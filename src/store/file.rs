//! File-backed [`TokenStore`] writing the token file atomically.

// std
use std::{
	fs::{self, File},
	io::Write,
	path::{Path, PathBuf},
};
// self
use crate::{
	_prelude::*,
	store::{StoreError, StoreFuture, TokenFile, TokenStore},
};

/// Persists the token file at a fixed path, replacing it through a temporary sibling.
#[derive(Clone, Debug)]
pub struct FileStore {
	path: PathBuf,
	write_lock: Arc<Mutex<()>>,
}
impl FileStore {
	/// Creates a store for `path`, creating the parent directory when needed.
	pub fn open(path: impl Into<PathBuf>) -> Result<Self, StoreError> {
		let path = path.into();

		Self::ensure_parent_exists(&path)?;

		Ok(Self { path, write_lock: Arc::new(Mutex::new(())) })
	}

	/// Location of the token file.
	pub fn path(&self) -> &Path {
		&self.path
	}

	fn ensure_parent_exists(path: &Path) -> Result<(), StoreError> {
		if let Some(parent) = path.parent().filter(|p| !p.as_os_str().is_empty()) {
			fs::create_dir_all(parent).map_err(|e| StoreError::Backend {
				message: format!("Failed to create store directory {}: {e}", parent.display()),
			})?;
		}

		Ok(())
	}

	fn read_now(&self) -> Result<Option<TokenFile>, StoreError> {
		if !self.path.exists() {
			return Ok(None);
		}

		let text = fs::read_to_string(&self.path).map_err(|e| StoreError::Backend {
			message: format!("Failed to read {}: {e}", self.path.display()),
		})?;

		if text.trim().is_empty() {
			return Ok(None);
		}

		TokenFile::from_json(&text).map(Some)
	}

	fn write_now(&self, file: &TokenFile) -> Result<(), StoreError> {
		let _guard = self.write_lock.lock();
		let serialized = file.to_json()?;
		let mut tmp_path = self.path.clone();

		Self::ensure_parent_exists(&self.path)?;
		tmp_path.set_extension("tmp");

		{
			let mut tmp = File::create(&tmp_path).map_err(|e| StoreError::Backend {
				message: format!("Failed to create {}: {e}", tmp_path.display()),
			})?;

			tmp.write_all(serialized.as_bytes()).map_err(|e| StoreError::Backend {
				message: format!("Failed to write {}: {e}", tmp_path.display()),
			})?;
			tmp.sync_all().map_err(|e| StoreError::Backend {
				message: format!("Failed to sync {}: {e}", tmp_path.display()),
			})?;
		}

		fs::rename(&tmp_path, &self.path).map_err(|e| StoreError::Backend {
			message: format!("Failed to replace {}: {e}", self.path.display()),
		})
	}
}
impl TokenStore for FileStore {
	fn save<'a>(&'a self, file: &'a TokenFile) -> StoreFuture<'a, ()> {
		Box::pin(async move { self.write_now(file) })
	}

	fn load(&self) -> StoreFuture<'_, Option<TokenFile>> {
		Box::pin(async move { self.read_now() })
	}
}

* * *

### Exercise aim
Look through the entries above, and wherever a line holds the word "directory", copy it.

### Exercise response
	/// Creates a store for `path`, creating the parent directory when needed.
				message: format!("Failed to create store directory {}: {e}", parent.display()),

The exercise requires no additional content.